John McDonnell
Main Page: John McDonnell (Independent - Hayes and Harlington)Department Debates - View all John McDonnell's debates with the HM Treasury
(8 years, 2 months ago)
Commons ChamberI certainly join in wishing my hon. Friend and his wife a very happy 30th anniversary. Taking my queue from last week, I probably will not suggest how Mrs Double might commemorate the event.
My hon. Friend is quite right to highlight the value of marriage in society. I hope that I can reassure him that the Government remain firmly committed to supporting this important institution through the marriage allowance. Eligible couples could benefit by up to £432 this year, and we have just passed the landmark of 1 million families who have made successful applications. I agree with my hon. Friend that take-up of the marriage allowance is not high enough, but HMRC will launch a new campaign early next month to increase awareness and take-up.
Bringing the Chancellor back to Brexit and the role of his Department—happy anniversary, by the way, to the hon. Member for St Austell and Newquay (Steve Double)—before the referendum, as the hon.

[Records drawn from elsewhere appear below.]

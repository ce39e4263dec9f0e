use crate::extrusion::{BrushTipExtrusion, TangentQuality};
use crate::tip_state::TipState;

/// Outcome of searching for an extrusion with good tangents.
#[derive(Copy, Clone, Debug, PartialEq, Eq)]
pub enum ConstrainResultType {
    /// The proposed extrusion already has good tangents; use it as-is.
    ProposedIsValid,
    /// An intermediate extrusion with good tangents was found.
    ConstrainedFound,
    /// The proposed extrusion contains the last one.
    ProposedContainsLast,
    /// The last extrusion contains the proposed one.
    LastContainsProposed,
    /// No intermediate extrusion with good tangents could be found.
    CannotFindIntermediate,
}

#[derive(Clone, Debug)]
pub struct ConstrainedExtrusion {
    pub result_type: ConstrainResultType,
    /// Interpolation amount of the returned extrusion between the last
    /// (0) and proposed (1) states; -1 when no extrusion is returned.
    pub lerp_amount: f32,
    pub extrusion: Option<BrushTipExtrusion>,
}

impl ConstrainedExtrusion {
    fn without_extrusion(result_type: ConstrainResultType) -> Self {
        ConstrainedExtrusion {
            result_type,
            lerp_amount: -1.0,
            extrusion: None,
        }
    }
}

/// Searches for an extrusion between `last` and `proposed` that has good
/// tangents to `last`.
///
/// When `proposed` itself does not qualify and the tip has moved, the
/// interval [0, 1] is bisected `max_iterations` times; the interpolation
/// at 0 is a pure translation (good tangents) and 1 was just found bad,
/// so the boundary lies in between. The lower bound is returned to
/// guarantee the result has good tangents.
pub fn constrain_extrusion(
    last: &BrushTipExtrusion,
    proposed: &BrushTipExtrusion,
    min_nonzero_radius_and_separation: f32,
    max_iterations: u32,
) -> ConstrainedExtrusion {
    // Tolerance below which the extrusion centers count as stationary.
    let stationary_tolerance = 0.1 * min_nonzero_radius_and_separation;

    match BrushTipExtrusion::evaluate_tangent_quality(last, proposed, stationary_tolerance) {
        TangentQuality::NoTangentsFirstContainsSecond => {
            return ConstrainedExtrusion::without_extrusion(
                ConstrainResultType::LastContainsProposed,
            );
        }
        TangentQuality::NoTangentsSecondContainsFirst => {
            return ConstrainedExtrusion::without_extrusion(
                ConstrainResultType::ProposedContainsLast,
            );
        }
        TangentQuality::GoodTangents => {
            return ConstrainedExtrusion::without_extrusion(ConstrainResultType::ProposedIsValid);
        }
        TangentQuality::BadTangentsJoinedShapeDoesNotCoverInputShapes => {}
    }

    let (last_state, _) = last.parts().expect("break-point cannot be constrained");
    let (proposed_state, _) = proposed.parts().expect("break-point cannot be constrained");

    // Without movement, the symmetric shape attributes make it unlikely
    // that any intermediate has good tangents; a change that pushes one
    // corner out of the last shape pushes out the opposite corner too.
    if (proposed_state.position - last_state.position).length() < stationary_tolerance {
        return ConstrainedExtrusion::without_extrusion(
            ConstrainResultType::CannotFindIntermediate,
        );
    }

    let lerp_extrusion = |lerp_amount: f32| {
        BrushTipExtrusion::new(
            TipState::lerp_shape_attributes(last_state, proposed_state, lerp_amount),
            min_nonzero_radius_and_separation,
        )
    };

    let mut lower_bound = 0.0f32;
    let mut upper_bound = 1.0f32;
    let mut current_best_guess = lerp_extrusion(0.0);
    if BrushTipExtrusion::evaluate_tangent_quality(last, &current_best_guess, stationary_tolerance)
        != TangentQuality::GoodTangents
    {
        // Guards against the threshold effects of the epsilon-driven
        // shape canonicalization; t = 0 is not always a pure translation
        // of `last`.
        return ConstrainedExtrusion::without_extrusion(
            ConstrainResultType::CannotFindIntermediate,
        );
    }

    for _ in 0..max_iterations {
        debug_assert!(lower_bound <= upper_bound);
        let next_lerp_amount = 0.5 * (lower_bound + upper_bound);
        let next_guess = lerp_extrusion(next_lerp_amount);
        if BrushTipExtrusion::evaluate_tangent_quality(last, &next_guess, stationary_tolerance)
            == TangentQuality::GoodTangents
        {
            lower_bound = next_lerp_amount;
            current_best_guess = next_guess;
        } else {
            upper_bound = next_lerp_amount;
        }
    }

    ConstrainedExtrusion {
        result_type: ConstrainResultType::ConstrainedFound,
        lerp_amount: lower_bound,
        extrusion: Some(current_best_guess),
    }
}

#[cfg(test)]
mod tests {
    use super::*;
    use tracery_geom::math::{point, rad, Point};

    const EPSILON: f32 = 1e-3;

    fn extrusion(state: TipState) -> BrushTipExtrusion {
        BrushTipExtrusion::new(state, EPSILON)
    }

    fn rectangle(position: Point, rotation: f32) -> TipState {
        TipState {
            position,
            width: 6.0,
            height: 1.0,
            corner_rounding: 0.0,
            rotation: rad(rotation),
            ..TipState::default()
        }
    }

    #[test]
    fn translation_is_valid() {
        let result = constrain_extrusion(
            &extrusion(rectangle(point(0.0, 0.0), 0.0)),
            &extrusion(rectangle(point(2.0, 0.0), 0.0)),
            EPSILON,
            7,
        );
        assert_eq!(result.result_type, ConstrainResultType::ProposedIsValid);
        assert_eq!(result.lerp_amount, -1.0);
        assert!(result.extrusion.is_none());
    }

    #[test]
    fn containment_results() {
        let small = TipState {
            position: point(0.0, 0.0),
            width: 1.0,
            height: 1.0,
            corner_rounding: 1.0,
            ..TipState::default()
        };
        let large = TipState {
            width: 4.0,
            height: 4.0,
            ..small
        };
        let result = constrain_extrusion(&extrusion(small), &extrusion(large), EPSILON, 7);
        assert_eq!(result.result_type, ConstrainResultType::ProposedContainsLast);
        let result = constrain_extrusion(&extrusion(large), &extrusion(small), EPSILON, 7);
        assert_eq!(result.result_type, ConstrainResultType::LastContainsProposed);
    }

    #[test]
    fn stationary_rotation_cannot_find_intermediate() {
        // A thin rectangle rotating in place: every intermediate rotation
        // pushes corners out on both sides.
        let result = constrain_extrusion(
            &extrusion(rectangle(point(0.0, 0.0), 0.0)),
            &extrusion(rectangle(point(0.0, 0.0), 1.2)),
            EPSILON,
            7,
        );
        assert_eq!(
            result.result_type,
            ConstrainResultType::CannotFindIntermediate
        );
    }

    #[test]
    fn infinite_size_state_is_constrained_without_panicking() {
        // Interpolating away from an infinite size produces NaN widths;
        // the modeled shapes collapse the dimension instead of rejecting
        // the interpolated state.
        let last = extrusion(TipState {
            position: point(0.0, 0.0),
            width: f32::INFINITY,
            height: 10.0,
            corner_rounding: 0.0,
            ..TipState::default()
        });
        let proposed = extrusion(TipState {
            position: point(0.5, 0.0),
            width: 10.0,
            height: 1.0,
            corner_rounding: 0.0,
            ..TipState::default()
        });
        let result = constrain_extrusion(&last, &proposed, EPSILON, 7);
        assert_eq!(result.result_type, ConstrainResultType::ConstrainedFound);
        assert!(result.extrusion.is_some());
    }

    #[test]
    fn moving_rotation_finds_constrained_intermediate() {
        let last = rectangle(point(0.0, 0.0), 0.0);
        let proposed = rectangle(point(0.6, 0.0), 1.3);
        let result = constrain_extrusion(&extrusion(last), &extrusion(proposed), EPSILON, 7);
        assert_eq!(result.result_type, ConstrainResultType::ConstrainedFound);
        assert!(result.lerp_amount >= 0.0 && result.lerp_amount < 1.0);
        let constrained = result.extrusion.expect("constrained extrusion");

        // Monotonicity: re-proposing the constrained state must be valid.
        let again = constrain_extrusion(&extrusion(last), &constrained, EPSILON, 7);
        assert_eq!(again.result_type, ConstrainResultType::ProposedIsValid);
    }
}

Member for Dundee East (Stewart Hosie) said, the Treasury published a paper warning that the impact on Government receipts of leaving the single market would be a loss of up to £66 billion. Last week, Tom Scholar, the permanent secretary to the Treasury, told the Treasury Committee that the figures were “not directly applicable”. The Chancellor then questioned his own Department’s calculations by referring to mitigating factors that were not taken into account. There is fumbling chaos about Brexit not just in the Cabinet, but in the Treasury as well. Will the Chancellor clarify his Department’s exact calculation of the outlook for public finances if access to the single market is not achieved?
The right hon. Gentleman can characterise it however he likes, but the simple fact is that all economic modelling must make assumptions. The model that the Treasury produced in April assumed no policy response by Government—we know that there has been a monetary response in the form of the monetary expansion delivered by the Bank of England on 2 August—and that an article 50 notice would be served immediately after the referendum, which we know was not the case.
As for the ongoing work, the right hon. Gentleman will have to wait until 23 November when the Office for Budget Responsibility will publish its forecast.
No figure is attached to anything that the Chancellor has said, which again confirms the chaos in Cabinet and in his Department. Can I ask the Chancellor to pass on my thanks to the officials who helpfully published on the Treasury’s website a document labelled
“Public Sector Finances Briefing – Official: Sensitive for internal use only”?
The document at least gives us some reliable information in that it confirms that the Government are failing to meet predictions on tax receipts and deficit reduction. It also reveals that that data are based on
“activity from before the referendum so any post referendum downturn will exacerbate this.”
Does that not prove once and for all that far from fixing the roof while the sun shone, this country was scandalously economically ill-prepared and politically totally unprepared for the Brexit decision?
Just so that the right hon. Gentleman is absolutely clear, it is quite wrong to suggest that my Department does not have any figures—it does, but I am just not giving them to him.
As for the document that the right hon. Gentleman spent such a lot of time yesterday rather unsuccessfully trying to tout around the media, it was published by mistake, but all the figures in the document have already been published elsewhere. All of them are in the public domain.